These sequences make the knee shield far more dangerous for the person using it; mismanaging distance can get you caught fast. From there, he addresses S-grip and biceps-grip calf crushes and knee blocks, twisting heel hooks against knee shield, and a heel-and-collar-tie spin from butterfly guard into inverted twisting heel hooks.

Later in the volume, he introduces a Luta Livre–style guard module, including Judo-influenced guard work, priorities like wrestle up–submission–sweep–repeat, and entries such as omoplata/coil lock chains into heel hooks and toe holds.

A Leglock From Every Position

The big question with any massive instructional is how you actually use it in day-to-day training. This Legendary Leglocks Joel Bane DVD review would be incomplete without some practical guidance, because ten volumes of leg locks can easily become overwhelming. The good news is that the structure lends itself to phased learning.

A sensible approach is to start with the first volume and one or two of the early drilling sections from the second one. Treat the definitions of hooks, the four principles of a true finishing hold, and the inverted and ankle-trap drills as your non-negotiable foundation. Drill them in warm-ups or positional rounds until your entries feel automatic rather than improvised.

Next, pick one positional “hub” that fits your current game – for example, takedowns (Volume 3), guard breaks (Volume 4), or turtle (Volume 7). Build a small menu from that volume and test it in sparring under constrained rules: start in turtle, or from inside closed guard, or with your partner on a knee shield.

As your confidence grows, layer in details from related volumes so your transitions stay coherent rather than random. For long-term development, this course also encourages you to think about leg locks as part of your larger Jiu-Jitsu identity.

GET IT NOW: LEGENDARY LEGLOCKS JOEL BANE DVD 

Who Is This For?

This instructional is best suited to intermediate and advanced grapplers who already understand basic straight ankle locks, toe holds, and heel hooks, and who are ready to build a structured system around them.

White belts can still benefit from the conceptual pieces, but the sheer volume of material and the intensity of some of the finishes might be too much without strong coaching oversight.
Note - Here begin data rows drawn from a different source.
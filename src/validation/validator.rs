use crate::core::{EngineError, Payload, Result, Value};
use crate::schema::{FieldDefinition, FieldType};
use crate::validation::rules::{
    parse_iso_date, FieldRule, LengthRule, PatternRule, RangeRule, TypeRule,
};

/// Checks payloads against a field list, failing on the first violation.
pub struct Validator {
    rules: Vec<Box<dyn FieldRule>>,
}

impl Validator {
    pub fn new(pattern_cache_size: usize) -> Self {
        Self {
            rules: vec![
                Box::new(TypeRule),
                Box::new(RangeRule),
                Box::new(LengthRule),
                Box::new(PatternRule::new(pattern_cache_size)),
            ],
        }
    }

    pub fn validate(&self, fields: &[FieldDefinition], payload: &Payload) -> Result<()> {
        for field in fields.iter().filter(|field| field.required) {
            if payload.get(&field.name).is_none_or(Value::is_null) {
                return Err(EngineError::validation(format!(
                    "Missing required field: {}",
                    field.name
                )));
            }
        }

        if let Some(unknown) = payload.keys().find(|key| !fields.iter().any(|f| &f.name == *key)) {
            return Err(EngineError::validation(format!("Unknown field: {}", unknown)));
        }

        for field in fields {
            let Some(value) = payload.get(&field.name).filter(|value| !value.is_null()) else {
                continue;
            };
            for rule in &self.rules {
                rule.check(field, value)?;
            }
        }

        Ok(())
    }

    /// Rewrites accepted date strings as calendar dates. Call after `validate`.
    pub fn normalize(&self, fields: &[FieldDefinition], mut payload: Payload) -> Payload {
        for field in fields.iter().filter(|f| f.field_type == FieldType::Date) {
            if let Some(value) = payload.get_mut(&field.name) {
                if let Some(date) = value.as_str().and_then(parse_iso_date) {
                    *value = Value::Date(date);
                }
            }
        }
        payload
    }
}

impl Default for Validator {
    fn default() -> Self {
        Self::new(PatternRule::DEFAULT_CACHE_SIZE)
    }
}

#[cfg(test)]
mod tests {
    use super::*;
    use chrono::NaiveDate;

    fn payload(entries: &[(&str, Value)]) -> Payload {
        entries
            .iter()
            .map(|(key, value)| (key.to_string(), value.clone()))
            .collect()
    }

    fn customer_fields() -> Vec<FieldDefinition> {
        vec![
            FieldDefinition::string("name").required(),
            FieldDefinition::string("email").required().unique(),
            FieldDefinition::integer("age").min(0.0).max(150.0),
            FieldDefinition::date("joined"),
        ]
    }

    #[test]
    fn test_missing_required_field_is_named() {
        let validator = Validator::default();
        let err = validator
            .validate(&customer_fields(), &payload(&[("email", Value::from("a@b.c"))]))
            .unwrap_err();
        assert_eq!(err.detail(), "Missing required field: name");
    }

    #[test]
    fn test_null_counts_as_absent() {
        let validator = Validator::default();
        let err = validator
            .validate(
                &customer_fields(),
                &payload(&[("name", Value::Null), ("email", Value::from("a@b.c"))]),
            )
            .unwrap_err();
        assert_eq!(err.detail(), "Missing required field: name");

        // Optional nulls are skipped by the rule chain.
        let ok = payload(&[
            ("name", Value::from("Ada")),
            ("email", Value::from("a@b.c")),
            ("age", Value::Null),
        ]);
        assert!(validator.validate(&customer_fields(), &ok).is_ok());
    }

    #[test]
    fn test_required_checked_before_unknown() {
        let validator = Validator::default();
        let err = validator
            .validate(&customer_fields(), &payload(&[("nickname", Value::from("x"))]))
            .unwrap_err();
        assert_eq!(err.detail(), "Missing required field: name");
    }

    #[test]
    fn test_unknown_field_rejected() {
        let validator = Validator::default();
        let err = validator
            .validate(
                &customer_fields(),
                &payload(&[
                    ("name", Value::from("Ada")),
                    ("email", Value::from("a@b.c")),
                    ("nickname", Value::from("x")),
                ]),
            )
            .unwrap_err();
        assert_eq!(err.detail(), "Unknown field: nickname");
    }

    #[test]
    fn test_first_violation_in_field_order() {
        let validator = Validator::default();
        let err = validator
            .validate(
                &customer_fields(),
                &payload(&[
                    ("name", Value::Integer(5)),
                    ("email", Value::from("a@b.c")),
                    ("age", Value::Integer(500)),
                ]),
            )
            .unwrap_err();
        assert_eq!(err.detail(), "Field name must be string");
    }

    #[test]
    fn test_bounds_inclusive() {
        let validator = Validator::default();
        let fields = vec![FieldDefinition::integer("score").min(0.0).max(10.0)];
        assert!(validator.validate(&fields, &payload(&[("score", Value::Integer(10))])).is_ok());
        assert!(validator.validate(&fields, &payload(&[("score", Value::Integer(11))])).is_err());
    }

    #[test]
    fn test_pattern() {
        let validator = Validator::default();
        let fields = vec![FieldDefinition::string("slug").pattern("^[a-z]+$")];
        assert!(validator.validate(&fields, &payload(&[("slug", Value::from("abc"))])).is_ok());
        assert!(validator.validate(&fields, &payload(&[("slug", Value::from("ABC"))])).is_err());
    }

    #[test]
    fn test_normalize_dates() {
        let validator = Validator::default();
        let fields = customer_fields();
        let normalized = validator.normalize(
            &fields,
            payload(&[("joined", Value::from("2024-03-01"))]),
        );
        assert_eq!(
            normalized.get("joined").and_then(Value::as_date),
            NaiveDate::from_ymd_opt(2024, 3, 1)
        );
    }

    #[test]
    fn test_date_time_rejected_for_date_field() {
        let validator = Validator::default();
        let fields = vec![FieldDefinition::date("joined")];
        let err = validator
            .validate(&fields, &payload(&[("joined", Value::from("2024-03-01T08:00:00Z"))]))
            .unwrap_err();
        assert_eq!(err.detail(), "Field joined must be ISO date");
    }
}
Blue and purple belts who feel their leg locks lag behind the rest of their Jiu-Jitsu will probably get the most out of this Legendary Leglocks Joel Bane DVD. You have enough experience to understand positional context but still plenty of room to rewire your habits around entries, control, and safety.

Brown and black belts, especially those who coach, will appreciate the depth of the system and the way it integrates Catch Wrestling and Luta Livre ideas into a curriculum they can pass on.
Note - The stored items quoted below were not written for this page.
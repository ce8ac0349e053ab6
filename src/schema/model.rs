use chrono::{DateTime, Utc};
use serde::{Deserialize, Serialize};

use crate::core::TenantId;
use crate::schema::FieldDefinition;

/// Current schema of one entity within a tenant.
#[derive(Debug, Clone, PartialEq, Serialize, Deserialize)]
pub struct EntitySchema {
    pub tenant_id: TenantId,
    pub entity_name: String,
    pub fields: Vec<FieldDefinition>,
    pub version: u32,
    pub created_at: DateTime<Utc>,
    pub updated_at: DateTime<Utc>,
}

impl EntitySchema {
    /// History row capturing the current field list.
    pub fn snapshot(&self) -> EntitySchemaVersion {
        EntitySchemaVersion {
            tenant_id: self.tenant_id,
            entity_name: self.entity_name.clone(),
            version: self.version,
            fields: self.fields.clone(),
            created_at: self.updated_at,
        }
    }
}

/// Immutable, numbered snapshot of an entity's field list.
#[derive(Debug, Clone, PartialEq, Serialize, Deserialize)]
pub struct EntitySchemaVersion {
    pub tenant_id: TenantId,
    pub entity_name: String,
    pub version: u32,
    pub fields: Vec<FieldDefinition>,
    pub created_at: DateTime<Utc>,
}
Pros & Potential Drawbacks

Pros:

  • Extremely comprehensive system that covers leg locks from takedowns, turtle, mount, guard, and rides rather than just guard entanglements.
  • Strong emphasis on principles (hooks, control, finishing mechanics) that transfer well between Gi and No-Gi.
  • Clear Catch Wrestling and Luta Livre flavour, giving you a different lens from typical modern Jiu-Jitsu leg lock instructionals.
  • Great for wrestlers and pressure passers who want leg locks without abandoning their core style.
  • Volume structure makes it easier to build mini-curricula for classes or focused training blocks.
  • High production value and detailed breakdowns, with long segments dedicated to drilling and positional refinement.

Potential Drawbacks:

  • Sheer size and density can be overwhelming; without a plan, it’s easy to get lost in options.
  • Not ideal for total beginners who don’t yet have solid positional fundamentals or basic leg lock safety habits.
  • Some of the most powerful reaping and twisting heel hook material won’t be usable under stricter Gi competition rules.
  • The catch-style terminology and naming conventions may feel unfamiliar at first to pure Jiu-Jitsu practitioners.

Catch’ Em! 

Legendary Leglocks is a serious investment in time and focus, but it delivers a genuinely different take on lower-body submissions. Instead of building everything around modern guard configurations, Joel Bane starts from wrestling-style control, Catch Wrestling hooks, and Luta Livre fluidity, then plugs leg locks into almost every major position.

If you’re looking for a Catch Wrestling & Luta Livre Leglocks Joel Bane DVD that will reshape how you think about lower-body submissions, this one is a strong choice.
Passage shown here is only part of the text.